-- Task goal --
Output the full listing again without altering anything.
** Opening Records supplied block **
use std::collections::HashMap;
use std::sync::{Arc, Mutex, PoisonError};

use bytes::Bytes;
use uuid::Uuid;

use crate::issuer::UploadDescriptor;

/// A file picked or dropped by the user, held in memory.
#[derive(Debug, Clone, PartialEq, Eq)]
pub struct LocalFile {
    pub name: String,
    pub content_type: String,
    pub data: Bytes,
}

impl LocalFile {
    pub fn new(
        name: impl Into<String>,
        content_type: impl Into<String>,
        data: impl Into<Bytes>,
    ) -> Self {
        Self {
            name: name.into(),
            content_type: content_type.into(),
            data: data.into(),
        }
    }

    pub fn size(&self) -> u64 {
        self.data.len() as u64
    }

    pub fn descriptor(&self) -> UploadDescriptor {
        UploadDescriptor {
            file_name: self.name.clone(),
            content_type: self.content_type.clone(),
            size_bytes: self.data.len() as i64,
            is_image: self.content_type.starts_with("image/"),
        }
    }
}

#[derive(Debug, Clone, Copy, Default, PartialEq, Eq)]
pub enum Phase {
    #[default]
    Idle,
    Selected,
    Uploading,
    Uploaded,
    Deleting,
    Error,
}

#[derive(Debug, Clone, Copy, PartialEq, Eq, Hash)]
pub struct PreviewHandle(Uuid);

/// What the uploaded view renders from.
#[derive(Debug, Clone, PartialEq, Eq)]
pub enum PreviewRef {
    /// In-memory copy of a local selection; must be released.
    Local(PreviewHandle),
    /// URL of an object that already lives in storage.
    Remote(String),
}

/// In-memory previews created from local selections.
/// Clones share the same registry.
#[derive(Debug, Clone, Default)]
pub struct PreviewRegistry {
    live: Arc<Mutex<HashMap<PreviewHandle, Bytes>>>,
}

impl PreviewRegistry {
    pub fn create(&self, data: Bytes) -> PreviewHandle {
        let handle = PreviewHandle(Uuid::new_v4());
        self.live
            .lock()
            .unwrap_or_else(PoisonError::into_inner)
            .insert(handle, data);
        handle
    }

    pub fn release(&self, handle: PreviewHandle) -> bool {
        self.live
            .lock()
            .unwrap_or_else(PoisonError::into_inner)
            .remove(&handle)
            .is_some()
    }

    pub fn get(&self, handle: PreviewHandle) -> Option<Bytes> {
        self.live
            .lock()
            .unwrap_or_else(PoisonError::into_inner)
            .get(&handle)
            .cloned()
    }

    pub fn live_count(&self) -> usize {
        self.live
            .lock()
            .unwrap_or_else(PoisonError::into_inner)
            .len()
    }
}

/// State of one uploader widget.
///
/// `storage_key` is set exactly when `phase` is `Uploaded`, and
/// `progress_percent` only moves forward within one attempt.
#[derive(Debug, Clone, Default, PartialEq, Eq)]
pub struct UploadState {
    /// Correlation id of the current attempt
    pub id: Option<Uuid>,
    pub file: Option<LocalFile>,
    pub phase: Phase,
    pub progress_percent: u8,
    pub storage_key: Option<String>,
    pub preview: Option<PreviewRef>,
    /// The last deletion attempt failed and the object is still stored
    pub deletion_failed: bool,
}
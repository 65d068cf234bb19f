use axum::extract::{Request, State};
use axum::middleware::Next;
use axum::response::Response;
use std::sync::Arc;

use crate::api::response::ApiError;
use crate::auth::Caller;
use crate::guard::{Decision, BOT_MESSAGE, RATE_LIMIT_MESSAGE};
use crate::AppState;

/// Run the rate/abuse guard before the wrapped handler.
/// A guard failure rejects the request; it never lets traffic through.
pub async fn enforce_guard(
    State(state): State<Arc<AppState>>,
    Caller(identity): Caller,
    request: Request,
    next: Next,
) -> Result<Response, ApiError> {
    let decision = state
        .guard
        .check(&identity.user_id, request.headers())
        .map_err(|e| {
            tracing::error!(error = %e, user_id = %identity.user_id, "Guard check failed");
            ApiError::internal("Request could not be verified")
        })?;

    match decision {
        Decision::Allow => Ok(next.run(request).await),
        Decision::DenyBot => Err(ApiError::forbidden(BOT_MESSAGE)),
        Decision::DenyRateLimit { retry_after } => {
            Err(ApiError::rate_limited(RATE_LIMIT_MESSAGE, retry_after))
        }
    }
}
** Closing Records supplied block **
-- Answer to the exercise --
use std::collections::HashMap;
use std::sync::{Arc, Mutex, PoisonError};

use bytes::Bytes;
use uuid::Uuid;

use crate::issuer::UploadDescriptor;

/// A file picked or dropped by the user, held in memory.
#[derive(Debug, Clone, PartialEq, Eq)]
pub struct LocalFile {
    pub name: String,
    pub content_type: String,
    pub data: Bytes,
}

impl LocalFile {
    pub fn new(
        name: impl Into<String>,
        content_type: impl Into<String>,
        data: impl Into<Bytes>,
    ) -> Self {
        Self {
            name: name.into(),
            content_type: content_type.into(),
            data: data.into(),
        }
    }

    pub fn size(&self) -> u64 {
        self.data.len() as u64
    }

    pub fn descriptor(&self) -> UploadDescriptor {
        UploadDescriptor {
            file_name: self.name.clone(),
            content_type: self.content_type.clone(),
            size_bytes: self.data.len() as i64,
            is_image: self.content_type.starts_with("image/"),
        }
    }
}

#[derive(Debug, Clone, Copy, Default, PartialEq, Eq)]
pub enum Phase {
    #[default]
    Idle,
    Selected,
    Uploading,
    Uploaded,
    Deleting,
    Error,
}

#[derive(Debug, Clone, Copy, PartialEq, Eq, Hash)]
pub struct PreviewHandle(Uuid);

/// What the uploaded view renders from.
#[derive(Debug, Clone, PartialEq, Eq)]
pub enum PreviewRef {
    /// In-memory copy of a local selection; must be released.
    Local(PreviewHandle),
    /// URL of an object that already lives in storage.
    Remote(String),
}

/// In-memory previews created from local selections.
/// Clones share the same registry.
#[derive(Debug, Clone, Default)]
pub struct PreviewRegistry {
    live: Arc<Mutex<HashMap<PreviewHandle, Bytes>>>,
}

impl PreviewRegistry {
    pub fn create(&self, data: Bytes) -> PreviewHandle {
        let handle = PreviewHandle(Uuid::new_v4());
        self.live
            .lock()
            .unwrap_or_else(PoisonError::into_inner)
            .insert(handle, data);
        handle
    }

    pub fn release(&self, handle: PreviewHandle) -> bool {
        self.live
            .lock()
            .unwrap_or_else(PoisonError::into_inner)
            .remove(&handle)
            .is_some()
    }

    pub fn get(&self, handle: PreviewHandle) -> Option<Bytes> {
        self.live
            .lock()
            .unwrap_or_else(PoisonError::into_inner)
            .get(&handle)
            .cloned()
    }

    pub fn live_count(&self) -> usize {
        self.live
            .lock()
            .unwrap_or_else(PoisonError::into_inner)
            .len()
    }
}

/// State of one uploader widget.
///
/// `storage_key` is set exactly when `phase` is `Uploaded`, and
/// `progress_percent` only moves forward within one attempt.
#[derive(Debug, Clone, Default, PartialEq, Eq)]
pub struct UploadState {
    /// Correlation id of the current attempt
    pub id: Option<Uuid>,
    pub file: Option<LocalFile>,
    pub phase: Phase,
    pub progress_percent: u8,
    pub storage_key: Option<String>,
    pub preview: Option<PreviewRef>,
    /// The last deletion attempt failed and the object is still stored
    pub deletion_failed: bool,
}
repository 65d068cf234bb19f
use axum::extract::{Request, State};
use axum::middleware::Next;
use axum::response::Response;
use std::sync::Arc;

use crate::api::response::ApiError;
use crate::auth::Caller;
use crate::guard::{Decision, BOT_MESSAGE, RATE_LIMIT_MESSAGE};
use crate::AppState;

/// Run the rate/abuse guard before the wrapped handler.
/// A guard failure rejects the request; it never lets traffic through.
pub async fn enforce_guard(
    State(state): State<Arc<AppState>>,
    Caller(identity): Caller,
    request: Request,
    next: Next,
) -> Result<Response, ApiError> {
    let decision = state
        .guard
        .check(&identity.user_id, request.headers())
        .map_err(|e| {
            tracing::error!(error = %e, user_id = %identity.user_id, "Guard check failed");
            ApiError::internal("Request could not be verified")
        })?;

    match decision {
        Decision::Allow => Ok(next.run(request).await),
        Decision::DenyBot => Err(ApiError::forbidden(BOT_MESSAGE)),
        Decision::DenyRateLimit { retry_after } => {
            Err(ApiError::rate_limited(RATE_LIMIT_MESSAGE, retry_after))
        }
    }
}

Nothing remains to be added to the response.